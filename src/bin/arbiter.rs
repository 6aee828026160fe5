use clap::Parser;

use arbiter_authz::cli::Cli;

#[tokio::main]
async fn main() -> anyhow::Result<()> {
    // The check subcommands read DATABASE_URL, token reads JWT_SECRET
    let _ = dotenvy::dotenv();

    tracing_subscriber::fmt::init();

    let cli = Cli::parse();

    if let Err(e) = arbiter_authz::cli::run(cli).await {
        match std::env::var("CLI_VERBOSE").as_deref() {
            Ok("true") | Ok("1") => eprintln!("Error: {e:?}"),
            _ => eprintln!("Error: {e}"),
        }
        std::process::exit(1);
    }

    Ok(())
}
* * *
■ HOW TO COMPLETE THIS TASK ■
What belongs in the answer is each line from the listing above that contains "eprintln".

■ SOLUTION FOR THIS TASK ■
            Ok("true") | Ok("1") => eprintln!("Error: {e:?}"),
            _ => eprintln!("Error: {e}"),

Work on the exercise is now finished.